In November 1945 Thesiger undertook a two-month crossing of the Rubʿ al-Khali (Empty Quarter) in the Arabian Peninsula, the world’s largest sand desert, accompanied by Bedouin nomad guides. The expedition was at the behest of the British Middle East Anti-Locust Unit, and the official purpose was to search for sources of locust infestations, but Thesiger’s desire to live among the Bedouins and his attraction to the hardships of desert travel kept him in the area for four more years after the task had been completed. Thesiger restricted himself to the means of travel available to the Bedouins, making difficult and dangerous journeys on camelback with minimal food and water.

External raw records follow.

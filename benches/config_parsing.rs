//! Benchmark for config parsing

use criterion::{black_box, criterion_group, criterion_main, Criterion};
use parley::config::ParleyConfig;
use std::path::Path;

fn bench_config_load_from_file(c: &mut Criterion) {
    let config_path = Path::new("parley.example.toml");

    c.bench_function("config_parse_from_file", |b| {
        b.iter(|| {
            let config = ParleyConfig::load(Some(black_box(config_path)));
            black_box(config)
        });
    });
}

fn bench_config_load_defaults(c: &mut Criterion) {
    c.bench_function("config_parse_defaults_only", |b| {
        b.iter(|| {
            let config = ParleyConfig::load(None);
            black_box(config)
        });
    });
}

fn bench_config_toml_parsing(c: &mut Criterion) {
    let toml_content = r#"
[api]
base_url = "https://chat.example.com"
timeout_seconds = 20
chat_path = "/chat/"
max_message_length = 500

[chat]
user_id = "bench_user"
warning_threshold = 400
health_poll_seconds = 30
locale = "sv"

[auth]
token_env = "PARLEY_ADMIN_TOKEN"

[storage]
persist_conversation = false

[logging]
level = "info"
format = "json"

[logging.component_levels]
client = "debug"
chat = "trace"
"#;

    c.bench_function("config_toml_parse", |b| {
        b.iter(|| {
            let config = ParleyConfig::from_toml(black_box(toml_content));
            black_box(config)
        });
    });

    c.bench_function("config_validate", |b| {
        let config = ParleyConfig::from_toml(toml_content).unwrap();
        b.iter(|| black_box(config.validate()));
    });
}

criterion_group!(
    benches,
    bench_config_load_from_file,
    bench_config_load_defaults,
    bench_config_toml_parsing
);
criterion_main!(benches);
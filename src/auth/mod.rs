//! Bearer tokens for admin endpoints.
//!
//! Where a token comes from is not this crate's concern; a [`TokenProvider`]
//! hands one over on demand. The CLI uses [`EnvToken`] or [`StaticToken`].

use crate::config::AuthConfig;
use async_trait::async_trait;
use thiserror::Error;

#[derive(Error, Debug, Clone, PartialEq)]
pub enum AuthError {
    #[error("No admin token found. Set the {0} environment variable or auth.token in the config file")]
    Missing(String),

    #[error("Admin token provider failed: {0}")]
    Provider(String),
}

/// Source of a bearer token.
#[async_trait]
pub trait TokenProvider: Send + Sync {
    /// Return a current token. Implementations may refresh it.
    async fn token(&self) -> Result<String, AuthError>;

    fn name(&self) -> &str;
}

/// A fixed token.
#[derive(Debug, Clone)]
pub struct StaticToken(String);

impl StaticToken {
    pub fn new(token: impl Into<String>) -> Self {
        Self(token.into())
    }
}

#[async_trait]
impl TokenProvider for StaticToken {
    async fn token(&self) -> Result<String, AuthError> {
        if self.0.trim().is_empty() {
            return Err(AuthError::Missing("auth.token".to_string()));
        }
        Ok(self.0.trim().to_string())
    }

    fn name(&self) -> &str {
        "static"
    }
}

/// Reads the token from an environment variable on every call.
#[derive(Debug, Clone)]
pub struct EnvToken {
    var: String,
}

impl EnvToken {
    pub fn new(var: impl Into<String>) -> Self {
        Self { var: var.into() }
    }

    pub fn var(&self) -> &str {
        &self.var
    }
}

#[async_trait]
impl TokenProvider for EnvToken {
    async fn token(&self) -> Result<String, AuthError> {
        match std::env::var(&self.var) {
            Ok(value) if !value.trim().is_empty() => Ok(value.trim().to_string()),
            _ => Err(AuthError::Missing(self.var.clone())),
        }
    }

    fn name(&self) -> &str {
        "env"
    }
}

/// Pick the provider described by the `[auth]` section.
pub fn provider_from_config(config: &AuthConfig) -> Box<dyn TokenProvider> {
    match &config.token {
        Some(token) if !token.trim().is_empty() => Box::new(StaticToken::new(token.clone())),
        _ => Box::new(EnvToken::new(config.token_env.clone())),
    }
}
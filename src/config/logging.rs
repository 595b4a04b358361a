//! Logging configuration

use serde::{Deserialize, Serialize};
use std::collections::HashMap;
use std::str::FromStr;

/// Log output format
#[derive(Debug, Clone, Copy, PartialEq, Eq, Serialize, Deserialize, Default)]
#[serde(rename_all = "snake_case")]
pub enum LogFormat {
    /// Human-readable lines on stderr
    #[default]
    Pretty,
    /// One JSON object per event
    Json,
}

impl FromStr for LogFormat {
    type Err = String;

    fn from_str(s: &str) -> Result<Self, Self::Err> {
        match s.trim().to_lowercase().as_str() {
            "pretty" => Ok(LogFormat::Pretty),
            "json" => Ok(LogFormat::Json),
            _ => Err(format!("Invalid log format: {}", s)),
        }
    }
}

/// `[logging]` section
#[derive(Debug, Clone, Serialize, Deserialize)]
#[serde(default)]
pub struct LoggingConfig {
    pub level: String,
    pub format: LogFormat,
    /// Include chat message text in debug events.
    /// Off by default; messages may contain personal data.
    pub log_message_content: bool,
    /// Per-component levels, e.g. `{"client": "debug"}` becomes `parley::client=debug`
    #[serde(skip_serializing_if = "Option::is_none")]
    pub component_levels: Option<HashMap<String, String>>,
}

impl Default for LoggingConfig {
    fn default() -> Self {
        Self {
            // The CLI writes its own output to stdout, so keep stderr quiet by default.
            level: "warn".to_string(),
            format: LogFormat::Pretty,
            log_message_content: false,
            component_levels: None,
        }
    }
}
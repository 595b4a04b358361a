//! Timestamp rendering for chat transcripts.

use chrono::{DateTime, Local, NaiveDateTime, TimeZone, Utc};
use std::str::FromStr;

#[derive(Debug, Clone, Copy, Default, PartialEq, Eq)]
pub enum TimestampStyle {
    /// `14:05`
    #[default]
    Time,
    /// `2024-01-20`
    Date,
    /// `2024-01-20 14:05:09`
    DateTime,
    /// `3 minutes ago`
    Relative,
}

impl FromStr for TimestampStyle {
    type Err = String;

    fn from_str(s: &str) -> Result<Self, Self::Err> {
        match s.to_lowercase().as_str() {
            "time" => Ok(TimestampStyle::Time),
            "date" => Ok(TimestampStyle::Date),
            "datetime" => Ok(TimestampStyle::DateTime),
            "relative" => Ok(TimestampStyle::Relative),
            _ => Err(format!("Invalid timestamp style: {}", s)),
        }
    }
}

/// Render `ts` in the local time zone.
pub fn format_timestamp(ts: DateTime<Utc>, style: TimestampStyle) -> String {
    let local = ts.with_timezone(&Local);
    match style {
        TimestampStyle::Time => local.format("%H:%M").to_string(),
        TimestampStyle::Date => local.format("%Y-%m-%d").to_string(),
        TimestampStyle::DateTime => local.format("%Y-%m-%d %H:%M:%S").to_string(),
        TimestampStyle::Relative => relative_time(ts, Utc::now()),
    }
}

/// Parse an RFC 3339 string, an ISO 8601 time without offset (read as UTC),
/// or a Unix timestamp in milliseconds.
pub fn parse_timestamp(raw: &str) -> Option<DateTime<Utc>> {
    let raw = raw.trim();
    if let Ok(ts) = DateTime::parse_from_rfc3339(raw) {
        return Some(ts.with_timezone(&Utc));
    }
    if let Ok(naive) = NaiveDateTime::parse_from_str(raw, "%Y-%m-%dT%H:%M:%S%.f") {
        return Some(naive.and_utc());
    }
    raw.parse::<i64>()
        .ok()
        .and_then(|ms| Utc.timestamp_millis_opt(ms).single())
}

/// Describe how long before `now` the timestamp `ts` was.
///
/// Timestamps in the future read as "just now".
pub fn relative_time(ts: DateTime<Utc>, now: DateTime<Utc>) -> String {
    let minutes = (now - ts).num_minutes();
    let hours = minutes / 60;
    let days = hours / 24;

    if minutes < 1 {
        "just now".to_string()
    } else if minutes == 1 {
        "1 minute ago".to_string()
    } else if minutes < 60 {
        format!("{} minutes ago", minutes)
    } else if hours == 1 {
        "1 hour ago".to_string()
    } else if hours < 24 {
        format!("{} hours ago", hours)
    } else if days == 1 {
        "1 day ago".to_string()
    } else {
        format!("{} days ago", days)
    }
}
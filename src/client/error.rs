//! Error types for API client operations.

use serde_json::{Map, Value};
use thiserror::Error;

/// Machine code for local validation failures.
pub const CODE_VALIDATION: &str = "VALIDATION_ERROR";
/// Machine code for transport failures (no HTTP status).
pub const CODE_NETWORK: &str = "NETWORK_ERROR";
/// Machine code for requests that exceeded their deadline.
pub const CODE_TIMEOUT: &str = "TIMEOUT_ERROR";
/// Machine code for requests superseded or aborted on the client side.
pub const CODE_CANCELLED: &str = "REQUEST_CANCELLED";
/// Machine code for success responses that could not be decoded.
pub const CODE_INVALID_RESPONSE: &str = "INVALID_RESPONSE";
/// Machine code for non-2xx responses without a server-supplied code.
pub const CODE_HTTP: &str = "HTTP_ERROR";
/// Machine code used for 429 responses without a server-supplied code.
pub const CODE_RATE_LIMITED: &str = "RATE_LIMIT_EXCEEDED";

/// Errors produced by [`ApiClient`](super::ApiClient) operations.
///
/// Every variant exposes the same uniform shape through [`ApiError::message`],
/// [`ApiError::status`], [`ApiError::code`] and [`ApiError::details`], so callers
/// can treat failures uniformly regardless of the transport failure mode.
#[derive(Error, Debug, Clone, PartialEq)]
pub enum ApiError {
    /// Input rejected locally before any network call was made.
    #[error("Validation error: {message}")]
    Validation {
        message: String,
        field: Option<&'static str>,
    },

    /// Transport-level failure (DNS, connection refused, offline).
    #[error("Network error: {0}")]
    Network(String),

    /// Request exceeded its deadline and was aborted.
    #[error("Request timeout after {0}ms")]
    Timeout(u64),

    /// Request was superseded by a newer one on the same client, or cancelled explicitly.
    #[error("Request was cancelled")]
    Cancelled,

    /// Server answered with a non-2xx status.
    #[error("HTTP {status}: {message}")]
    Http {
        status: u16,
        message: String,
        code: Option<String>,
        details: Map<String, Value>,
    },

    /// Success response declared JSON but could not be decoded.
    #[error("Invalid response: {0}")]
    InvalidResponse(String),
}

impl ApiError {
    pub(crate) fn validation(field: &'static str, message: impl Into<String>) -> Self {
        ApiError::Validation {
            message: message.into(),
            field: Some(field),
        }
    }

    /// Human-readable message, without the classification prefix used by `Display`.
    pub fn message(&self) -> String {
        match self {
            ApiError::Validation { message, .. } => message.clone(),
            ApiError::Network(message) => message.clone(),
            ApiError::Timeout(ms) => format!("Request timed out after {}ms", ms),
            ApiError::Cancelled => "Request was cancelled".to_string(),
            ApiError::Http { message, .. } => message.clone(),
            ApiError::InvalidResponse(message) => message.clone(),
        }
    }

    /// HTTP status code, present only for [`ApiError::Http`].
    pub fn status(&self) -> Option<u16> {
        match self {
            ApiError::Http { status, .. } => Some(*status),
            _ => None,
        }
    }

    /// Machine-readable classification code.
    pub fn code(&self) -> Option<&str> {
        match self {
            ApiError::Validation { .. } => Some(CODE_VALIDATION),
            ApiError::Network(_) => Some(CODE_NETWORK),
            ApiError::Timeout(_) => Some(CODE_TIMEOUT),
            ApiError::Cancelled => Some(CODE_CANCELLED),
            ApiError::InvalidResponse(_) => Some(CODE_INVALID_RESPONSE),
            ApiError::Http { code: Some(code), .. } => Some(code.as_str()),
            ApiError::Http { status: 429, .. } => Some(CODE_RATE_LIMITED),
            ApiError::Http { .. } => Some(CODE_HTTP),
        }
    }

    /// Structured detail mapping supplied by the server, if any.
    pub fn details(&self) -> Option<&Map<String, Value>> {
        match self {
            ApiError::Http { details, .. } if !details.is_empty() => Some(details),
            _ => None,
        }
    }

    /// True for failures that never reached the server as a complete exchange.
    pub fn is_network_error(&self) -> bool {
        matches!(self, ApiError::Network(_) | ApiError::Timeout(_))
    }

    pub fn is_timeout(&self) -> bool {
        matches!(self, ApiError::Timeout(_))
    }

    /// Whether offering the user a retry makes sense.
    ///
    /// Errors without a status (network, timeout), 5xx and 429 are retryable.
    /// Other statuses, local validation failures and client-side cancellation are not.
    /// The client never acts on this itself.
    pub fn is_retryable(&self) -> bool {
        match self {
            ApiError::Network(_) | ApiError::Timeout(_) => true,
            ApiError::Http { status, .. } => *status >= 500 || *status == 429,
            ApiError::Validation { .. } | ApiError::Cancelled | ApiError::InvalidResponse(_) => {
                false
            }
        }
    }
}

/// Build an [`ApiError::Http`] from a status and an optional response body.
///
/// The message is taken from `error.message`, a string `error`, `message`, or a
/// string `detail`, in that order. Details come from `error.details` or `details`.
/// Without a usable body the message falls back to `"HTTP <status>: <reason>"`.
pub(crate) fn http_error(status: u16, reason: Option<&str>, body: Option<&Value>) -> ApiError {
    let fallback = format!("HTTP {}: {}", status, reason.unwrap_or("Unknown Status"));

    let Some(Value::Object(obj)) = body else {
        return ApiError::Http {
            status,
            message: fallback,
            code: None,
            details: Map::new(),
        };
    };

    let nested = obj.get("error").and_then(Value::as_object);

    let message = nested
        .and_then(|e| e.get("message"))
        .and_then(Value::as_str)
        .or_else(|| obj.get("error").and_then(Value::as_str))
        .or_else(|| obj.get("message").and_then(Value::as_str))
        .or_else(|| obj.get("detail").and_then(Value::as_str))
        .filter(|m| !m.trim().is_empty())
        .map(str::to_string)
        .unwrap_or(fallback);

    let code = nested
        .and_then(|e| e.get("code"))
        .or_else(|| obj.get("code"))
        .and_then(Value::as_str)
        .map(str::to_string);

    let details = nested
        .and_then(|e| e.get("details"))
        .or_else(|| obj.get("details"))
        .and_then(Value::as_object)
        .cloned()
        .unwrap_or_default();

    ApiError::Http {
        status,
        message,
        code,
        details,
    }
}

#[cfg(test)]
mod tests {
    use super::*;
    use serde_json::json;

    #[test]
    fn test_http_error_string_error_field() {
        let err = http_error(500, Some("Internal Server Error"), Some(&json!({"error": "boom"})));
        assert_eq!(err.message(), "boom");
        assert_eq!(err.status(), Some(500));
    }

    #[test]
    fn test_http_error_nested_error_object() {
        let body = json!({
            "error": {"message": "bad input", "code": "E_INPUT", "details": {"field": "query"}}
        });
        let err = http_error(400, Some("Bad Request"), Some(&body));

        assert_eq!(err.message(), "bad input");
        assert_eq!(err.code(), Some("E_INPUT"));
        assert_eq!(err.details().unwrap()["field"], "query");
    }

    #[test]
    fn test_http_error_fastapi_detail() {
        let err = http_error(403, Some("Forbidden"), Some(&json!({"detail": "Not authorized"})));
        assert_eq!(err.message(), "Not authorized");
        assert_eq!(err.code(), Some(CODE_HTTP));
    }

    #[test]
    fn test_http_error_fallback_without_body() {
        let err = http_error(502, Some("Bad Gateway"), None);
        assert_eq!(err.message(), "HTTP 502: Bad Gateway");
        assert!(err.details().is_none());
    }

    #[test]
    fn test_http_error_fallback_when_detail_not_string() {
        let body = json!({"detail": [{"loc": ["body", "query"], "msg": "field required"}]});
        let err = http_error(422, Some("Unprocessable Entity"), Some(&body));
        assert_eq!(err.message(), "HTTP 422: Unprocessable Entity");
    }

    #[test]
    fn test_rate_limit_code() {
        let err = http_error(429, Some("Too Many Requests"), None);
        assert_eq!(err.code(), Some(CODE_RATE_LIMITED));
    }

    #[test]
    fn test_retryable_classification() {
        assert!(ApiError::Network("connection refused".into()).is_retryable());
        assert!(ApiError::Timeout(30_000).is_retryable());
        assert!(http_error(500, None, None).is_retryable());
        assert!(http_error(503, None, None).is_retryable());
        assert!(http_error(429, None, None).is_retryable());

        assert!(!http_error(400, None, None).is_retryable());
        assert!(!http_error(401, None, None).is_retryable());
        assert!(!http_error(404, None, None).is_retryable());
        assert!(!ApiError::validation("query", "empty").is_retryable());
        assert!(!ApiError::Cancelled.is_retryable());
    }

    #[test]
    fn test_timeout_distinct_from_network() {
        let timeout = ApiError::Timeout(100);
        let network = ApiError::Network("dns".into());

        assert_eq!(timeout.code(), Some(CODE_TIMEOUT));
        assert_eq!(network.code(), Some(CODE_NETWORK));
        assert!(timeout.is_timeout());
        assert!(!network.is_timeout());
        assert_eq!(timeout.status(), None);
        assert_eq!(network.status(), None);
    }

    #[test]
    fn test_message_has_no_prefix() {
        let err = ApiError::validation("query", "Message cannot be empty");
        assert_eq!(err.message(), "Message cannot be empty");
        assert_eq!(err.to_string(), "Validation error: Message cannot be empty");
    }
}
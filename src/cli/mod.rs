//! CLI module for Parley
//!
//! Command-line interface definitions and handlers.
//!
//! # Commands
//!
//! - `health` - Check whether the chat service is up
//! - `chat` - Send one message, or start an interactive session
//! - `cache` - Inspect and manage server caches (admin)
//! - `documents` - Load material into the knowledge base
//! - `config` - Configuration utilities (init, show)
//! - `completions` - Generate shell completions
//!
//! # Example
//!
//! ```bash
//! # Ask a single question
//! parley chat "What projects has Peter worked on?"
//!
//! # Interactive session against a remote deployment
//! parley chat --base-url https://api.example.com
//!
//! # Cache statistics as JSON
//! PARLEY_ADMIN_TOKEN=... parley cache stats --json
//! ```

pub mod cache;
pub mod chat;
pub mod completions;
pub mod config;
pub mod documents;
pub mod health;
pub mod output;

pub use completions::handle_completions;
pub use config::{handle_config_init, handle_config_show};

use crate::config::{ParleyConfig, DEFAULT_CONFIG_FILE};
use clap::{Args, Parser, Subcommand};
use std::path::PathBuf;

/// Parley - terminal client for a retrieval-augmented chat service
#[derive(Parser, Debug)]
#[command(
    name = "parley",
    version,
    about = "Terminal client for a retrieval-augmented chat service"
)]
pub struct Cli {
    #[command(subcommand)]
    pub command: Commands,
}

#[derive(Subcommand, Debug)]
pub enum Commands {
    /// Check service health
    Health(HealthArgs),
    /// Chat with the service
    Chat(ChatArgs),
    /// Manage server caches (requires an admin token)
    #[command(subcommand)]
    Cache(CacheCommands),
    /// Manage knowledge base documents
    #[command(subcommand)]
    Documents(DocumentsCommands),
    /// Configuration utilities
    #[command(subcommand)]
    Config(ConfigCommands),
    /// Generate shell completions
    Completions(CompletionsArgs),
}

/// Options shared by every command that talks to the service.
#[derive(Args, Debug, Clone)]
pub struct ConnectionArgs {
    /// Path to configuration file
    #[arg(short, long, default_value = DEFAULT_CONFIG_FILE)]
    pub config: PathBuf,

    /// Override the service base URL
    #[arg(long, env = "PARLEY_API_BASE_URL")]
    pub base_url: Option<String>,

    /// Override the request timeout in seconds
    #[arg(long)]
    pub timeout: Option<u64>,

    /// Set log level (trace, debug, info, warn, error)
    #[arg(short, long, env = "PARLEY_LOG_LEVEL")]
    pub log_level: Option<String>,
}

#[derive(Args, Debug)]
pub struct HealthArgs {
    /// Output as JSON
    #[arg(long)]
    pub json: bool,

    #[command(flatten)]
    pub connection: ConnectionArgs,
}

#[derive(Args, Debug)]
pub struct ChatArgs {
    /// Message to send; omit to start an interactive session
    pub message: Option<String>,

    /// Output the reply as JSON
    #[arg(long, conflicts_with = "html")]
    pub json: bool,

    /// Output the reply as formatted HTML
    #[arg(long)]
    pub html: bool,

    /// Show the retrieved context used for the reply
    #[arg(long)]
    pub sources: bool,

    /// Start a new conversation instead of resuming the stored one
    #[arg(long)]
    pub new: bool,

    /// Use this conversation id for this run
    #[arg(long, conflicts_with = "new")]
    pub conversation: Option<String>,

    /// Override the user id sent with messages
    #[arg(short, long, env = "PARLEY_USER_ID")]
    pub user: Option<String>,

    /// Language for error messages (en, sv)
    #[arg(long, env = "PARLEY_LOCALE")]
    pub locale: Option<String>,

    /// Do not read or write the stored conversation id
    #[arg(long)]
    pub no_persist: bool,

    #[command(flatten)]
    pub connection: ConnectionArgs,
}

#[derive(Subcommand, Debug)]
pub enum CacheCommands {
    /// Show response cache statistics
    Stats(AdminArgs),
    /// Clear all cached responses
    Clear(AdminArgs),
    /// Remove expired cache entries
    Cleanup(AdminArgs),
    /// Show vector store cache information
    VectorInfo(AdminArgs),
}

#[derive(Args, Debug)]
pub struct AdminArgs {
    /// Output as JSON
    #[arg(long)]
    pub json: bool,

    /// Admin bearer token (defaults to the variable named by auth.token_env)
    #[arg(long)]
    pub token: Option<String>,

    #[command(flatten)]
    pub connection: ConnectionArgs,
}

#[derive(Subcommand, Debug)]
pub enum DocumentsCommands {
    /// Load text, a PDF file or a URL into the knowledge base
    Load(LoadArgs),
}

#[derive(Args, Debug)]
pub struct LoadArgs {
    /// Raw text to load
    #[arg(
        long,
        conflicts_with_all = ["pdf", "url"],
        required_unless_present_any = ["pdf", "url"]
    )]
    pub text: Option<String>,

    /// PDF file to upload
    #[arg(long, conflicts_with = "url")]
    pub pdf: Option<PathBuf>,

    /// URL for the service to fetch
    #[arg(long)]
    pub url: Option<String>,

    /// Output as JSON
    #[arg(long)]
    pub json: bool,

    #[command(flatten)]
    pub connection: ConnectionArgs,
}

#[derive(Subcommand, Debug)]
pub enum ConfigCommands {
    /// Initialize a new configuration file
    Init(ConfigInitArgs),
    /// Print the effective configuration
    Show(ConfigShowArgs),
}

#[derive(Args, Debug)]
pub struct ConfigInitArgs {
    /// Output file path
    #[arg(short, long, default_value = DEFAULT_CONFIG_FILE)]
    pub output: PathBuf,

    /// Overwrite existing file
    #[arg(short, long)]
    pub force: bool,
}

#[derive(Args, Debug)]
pub struct ConfigShowArgs {
    #[command(flatten)]
    pub connection: ConnectionArgs,
}

#[derive(Args, Debug)]
pub struct CompletionsArgs {
    /// Shell to generate completions for
    #[arg(value_enum)]
    pub shell: clap_complete::Shell,
}

/// Load configuration with CLI overrides
///
/// A missing file at the default path means defaults; a missing file the
/// user named explicitly is an error.
pub fn load_config(args: &ConnectionArgs) -> Result<ParleyConfig, Box<dyn std::error::Error>> {
    let mut config = if args.config.exists() {
        ParleyConfig::load(Some(&args.config))?
    } else if args.config == PathBuf::from(DEFAULT_CONFIG_FILE) {
        tracing::debug!("Config file not found, using defaults");
        ParleyConfig::default()
    } else {
        return Err(crate::config::ConfigError::NotFound(args.config.clone()).into());
    };

    config = config.with_env_overrides();

    if let Some(ref base_url) = args.base_url {
        config.api.base_url = base_url.trim().trim_end_matches('/').to_string();
    }
    if let Some(timeout) = args.timeout {
        config.api.timeout_seconds = timeout;
    }
    if let Some(ref log_level) = args.log_level {
        config.logging.level = log_level.clone();
    }

    config.validate()?;
    Ok(config)
}
//! Persisted conversation identifier.
//!
//! State lives in a small JSON object on disk. Only the
//! [`CONVERSATION_KEY`] entry is managed here; other keys are preserved.

use crate::config::StorageConfig;
use serde_json::{Map, Value};
use std::fs;
use std::path::{Path, PathBuf};
use thiserror::Error;

/// Key under which the conversation id is stored.
pub const CONVERSATION_KEY: &str = "chat_conversation_id";

#[derive(Error, Debug)]
pub enum StorageError {
    #[error("Failed to write state file {path}: {source}")]
    Write {
        path: PathBuf,
        #[source]
        source: std::io::Error,
    },

    #[error("Failed to encode state: {0}")]
    Encode(#[from] serde_json::Error),
}

/// Generate a fresh conversation id.
pub fn new_conversation_id() -> String {
    format!("conv_{}", uuid::Uuid::new_v4())
}

/// Durable home of the conversation id.
///
/// A disabled store never touches the filesystem and hands out a new id per call.
#[derive(Debug, Clone)]
pub struct ConversationStore {
    path: Option<PathBuf>,
}

impl ConversationStore {
    pub fn open(path: impl Into<PathBuf>) -> Self {
        Self {
            path: Some(path.into()),
        }
    }

    pub fn disabled() -> Self {
        Self { path: None }
    }

    pub fn from_config(config: &StorageConfig) -> Self {
        if !config.persist_conversation {
            return Self::disabled();
        }
        match config.state_path() {
            Some(path) => Self::open(path),
            None => {
                tracing::warn!("No data directory available, conversation id will not persist");
                Self::disabled()
            }
        }
    }

    pub fn path(&self) -> Option<&Path> {
        self.path.as_deref()
    }

    pub fn is_enabled(&self) -> bool {
        self.path.is_some()
    }

    /// The stored id, if any.
    pub fn get(&self) -> Option<String> {
        let path = self.path.as_deref()?;
        read_state(path)
            .get(CONVERSATION_KEY)
            .and_then(Value::as_str)
            .filter(|id| !id.trim().is_empty())
            .map(str::to_string)
    }

    /// Return the stored id, generating and saving one if none exists.
    pub fn load_or_create(&self) -> Result<String, StorageError> {
        if let Some(id) = self.get() {
            tracing::debug!(conversation_id = %id, "Resumed stored conversation");
            return Ok(id);
        }
        self.rotate()
    }

    /// Replace the stored id with a fresh one.
    pub fn rotate(&self) -> Result<String, StorageError> {
        let id = new_conversation_id();
        if let Some(path) = self.path.as_deref() {
            let mut state = read_state(path);
            state.insert(CONVERSATION_KEY.to_string(), Value::String(id.clone()));
            write_state(path, &state)?;
            tracing::debug!(conversation_id = %id, path = %path.display(), "Stored new conversation id");
        }
        Ok(id)
    }

    /// Forget the stored id.
    pub fn clear(&self) -> Result<(), StorageError> {
        let Some(path) = self.path.as_deref() else {
            return Ok(());
        };
        let mut state = read_state(path);
        if state.remove(CONVERSATION_KEY).is_some() {
            write_state(path, &state)?;
        }
        Ok(())
    }
}

/// Missing or unreadable state reads as empty.
fn read_state(path: &Path) -> Map<String, Value> {
    let content = match fs::read_to_string(path) {
        Ok(content) => content,
        Err(e) if e.kind() == std::io::ErrorKind::NotFound => return Map::new(),
        Err(e) => {
            tracing::warn!(path = %path.display(), error = %e, "Could not read state file");
            return Map::new();
        }
    };

    match serde_json::from_str::<Value>(&content) {
        Ok(Value::Object(map)) => map,
        Ok(_) | Err(_) => {
            tracing::warn!(path = %path.display(), "Ignoring corrupt state file");
            Map::new()
        }
    }
}

fn write_state(path: &Path, state: &Map<String, Value>) -> Result<(), StorageError> {
    let io_err = |source| StorageError::Write {
        path: path.to_path_buf(),
        source,
    };

    if let Some(parent) = path.parent().filter(|p| !p.as_os_str().is_empty()) {
        fs::create_dir_all(parent).map_err(io_err)?;
    }

    let body = serde_json::to_string_pretty(state)?;
    let tmp = path.with_extension("json.tmp");
    fs::write(&tmp, body).map_err(io_err)?;
    fs::rename(&tmp, path).map_err(io_err)?;
    Ok(())
}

After leaving the Arabian Peninsula in 1950, Thesiger traveled to Iraq, where he spent the better part of seven years living among the inhabitants of the southern marshlands. He immersed himself in the Maʿdān tribe, becoming the first European to conduct detailed observation of day-to-day life in the marshes. While there Thesiger—who carried Western medicines with him and often treated local peoples’ ailments and injuries—became adept at performing circumcisions, a skill that was highly valued and which afforded him with opportunities to visit villages throughout the area. He estimated that he performed the procedure more than 6,000 times before leaving Iraq in 1958.
After Iraq Thesiger continued to travel, touring Iran and Afghanistan and serving in 1966 as an adviser to the royalist forces in the Yemeni civil war (1962–70). In 1980 he settled in Maralal, a small town in Kenya. The deaths of two of his Kenyan companions and his deteriorating health led to his return to England in 1994.
Among Thesiger’s notable writings are Arabian Sands (1959), a description of his journeys through the Rubʿ al-Khali; The Marsh Arabs (1964), which recounts his years living among the Maʿdān; and The Life of My Choice (1987), an autobiography. Thesiger’s collection of more than 38,000 photographs taken during his travels was donated to the Pitt Rivers Museum in Oxford in 2004.